# Task item
In the listing below, how many lines hold the string "absolute"? Reply with the number and nothing else.

# Data records
━━━
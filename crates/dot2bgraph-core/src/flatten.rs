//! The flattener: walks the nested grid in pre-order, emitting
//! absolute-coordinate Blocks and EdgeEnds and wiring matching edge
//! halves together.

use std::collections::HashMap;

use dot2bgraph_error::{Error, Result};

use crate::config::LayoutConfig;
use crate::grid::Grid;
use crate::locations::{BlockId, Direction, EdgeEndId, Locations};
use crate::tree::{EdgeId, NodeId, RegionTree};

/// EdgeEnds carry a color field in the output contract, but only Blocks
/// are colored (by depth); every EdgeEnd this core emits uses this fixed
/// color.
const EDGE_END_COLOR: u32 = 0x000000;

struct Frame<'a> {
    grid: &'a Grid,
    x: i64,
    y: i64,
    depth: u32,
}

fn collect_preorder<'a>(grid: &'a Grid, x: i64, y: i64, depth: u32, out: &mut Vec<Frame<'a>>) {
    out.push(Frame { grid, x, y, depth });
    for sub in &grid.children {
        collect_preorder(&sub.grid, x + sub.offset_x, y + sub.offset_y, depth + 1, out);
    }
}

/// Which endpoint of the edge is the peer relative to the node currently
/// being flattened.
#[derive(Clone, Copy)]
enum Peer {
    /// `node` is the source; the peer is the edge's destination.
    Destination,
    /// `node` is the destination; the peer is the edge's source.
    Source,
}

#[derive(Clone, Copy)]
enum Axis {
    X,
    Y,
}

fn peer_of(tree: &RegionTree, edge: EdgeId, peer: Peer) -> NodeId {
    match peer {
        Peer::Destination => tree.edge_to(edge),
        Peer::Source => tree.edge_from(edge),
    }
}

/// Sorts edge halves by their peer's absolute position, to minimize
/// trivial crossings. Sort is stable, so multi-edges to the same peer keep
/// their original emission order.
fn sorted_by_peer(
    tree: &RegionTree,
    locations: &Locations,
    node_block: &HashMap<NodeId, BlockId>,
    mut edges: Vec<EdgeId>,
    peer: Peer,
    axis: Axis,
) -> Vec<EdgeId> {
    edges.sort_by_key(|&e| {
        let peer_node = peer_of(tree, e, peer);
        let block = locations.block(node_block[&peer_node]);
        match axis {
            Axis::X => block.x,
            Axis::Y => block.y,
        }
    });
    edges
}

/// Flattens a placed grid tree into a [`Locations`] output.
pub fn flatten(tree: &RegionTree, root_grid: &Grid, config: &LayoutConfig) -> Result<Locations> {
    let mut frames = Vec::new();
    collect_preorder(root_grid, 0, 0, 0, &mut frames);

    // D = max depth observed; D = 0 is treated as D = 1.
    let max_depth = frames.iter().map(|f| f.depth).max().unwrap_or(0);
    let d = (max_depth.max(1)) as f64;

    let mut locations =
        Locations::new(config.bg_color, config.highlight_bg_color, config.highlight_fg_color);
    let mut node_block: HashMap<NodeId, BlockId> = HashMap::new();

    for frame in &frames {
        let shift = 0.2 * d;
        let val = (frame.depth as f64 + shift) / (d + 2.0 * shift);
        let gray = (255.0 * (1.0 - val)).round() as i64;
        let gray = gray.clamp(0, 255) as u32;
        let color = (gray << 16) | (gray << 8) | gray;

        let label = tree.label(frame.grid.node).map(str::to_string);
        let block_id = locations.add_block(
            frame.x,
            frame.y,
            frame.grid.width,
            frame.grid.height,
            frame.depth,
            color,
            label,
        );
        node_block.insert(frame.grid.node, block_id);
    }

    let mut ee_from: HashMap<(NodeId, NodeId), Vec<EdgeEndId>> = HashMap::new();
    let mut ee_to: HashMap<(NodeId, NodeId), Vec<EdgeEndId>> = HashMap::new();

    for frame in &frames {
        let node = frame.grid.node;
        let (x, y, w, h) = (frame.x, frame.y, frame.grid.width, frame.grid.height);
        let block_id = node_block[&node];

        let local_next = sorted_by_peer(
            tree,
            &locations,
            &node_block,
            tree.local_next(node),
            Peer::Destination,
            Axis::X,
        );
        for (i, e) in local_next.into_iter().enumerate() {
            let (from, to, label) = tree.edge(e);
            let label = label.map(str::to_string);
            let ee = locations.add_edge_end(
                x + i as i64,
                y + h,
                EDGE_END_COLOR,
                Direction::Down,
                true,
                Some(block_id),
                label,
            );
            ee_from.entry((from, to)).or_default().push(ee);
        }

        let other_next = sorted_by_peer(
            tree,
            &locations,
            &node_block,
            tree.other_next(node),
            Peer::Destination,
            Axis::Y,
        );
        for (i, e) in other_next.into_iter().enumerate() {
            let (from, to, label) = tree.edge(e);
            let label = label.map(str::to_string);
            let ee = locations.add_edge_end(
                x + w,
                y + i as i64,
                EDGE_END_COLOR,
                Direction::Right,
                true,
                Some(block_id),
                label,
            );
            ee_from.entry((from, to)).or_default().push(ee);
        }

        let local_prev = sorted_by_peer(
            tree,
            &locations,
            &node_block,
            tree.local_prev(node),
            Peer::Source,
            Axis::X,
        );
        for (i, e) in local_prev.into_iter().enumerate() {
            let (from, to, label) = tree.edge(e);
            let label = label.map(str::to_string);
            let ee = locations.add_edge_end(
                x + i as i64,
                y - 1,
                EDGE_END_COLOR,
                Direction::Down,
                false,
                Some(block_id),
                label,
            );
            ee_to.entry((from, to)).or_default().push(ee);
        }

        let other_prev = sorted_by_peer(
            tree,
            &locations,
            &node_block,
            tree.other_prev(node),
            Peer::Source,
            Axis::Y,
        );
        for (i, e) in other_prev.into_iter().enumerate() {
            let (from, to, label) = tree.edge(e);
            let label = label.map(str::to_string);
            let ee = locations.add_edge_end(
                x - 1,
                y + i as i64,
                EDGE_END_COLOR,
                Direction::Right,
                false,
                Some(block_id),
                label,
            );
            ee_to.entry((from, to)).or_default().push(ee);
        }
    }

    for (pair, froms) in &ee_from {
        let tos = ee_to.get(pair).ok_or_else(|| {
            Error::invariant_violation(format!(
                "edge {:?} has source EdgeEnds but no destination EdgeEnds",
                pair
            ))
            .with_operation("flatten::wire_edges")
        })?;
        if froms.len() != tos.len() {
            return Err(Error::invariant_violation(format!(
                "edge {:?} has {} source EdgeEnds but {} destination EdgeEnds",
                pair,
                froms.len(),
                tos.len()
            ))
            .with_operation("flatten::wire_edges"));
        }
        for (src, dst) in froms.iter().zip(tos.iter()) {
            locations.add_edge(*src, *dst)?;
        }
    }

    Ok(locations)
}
━━━
# Exercise output
2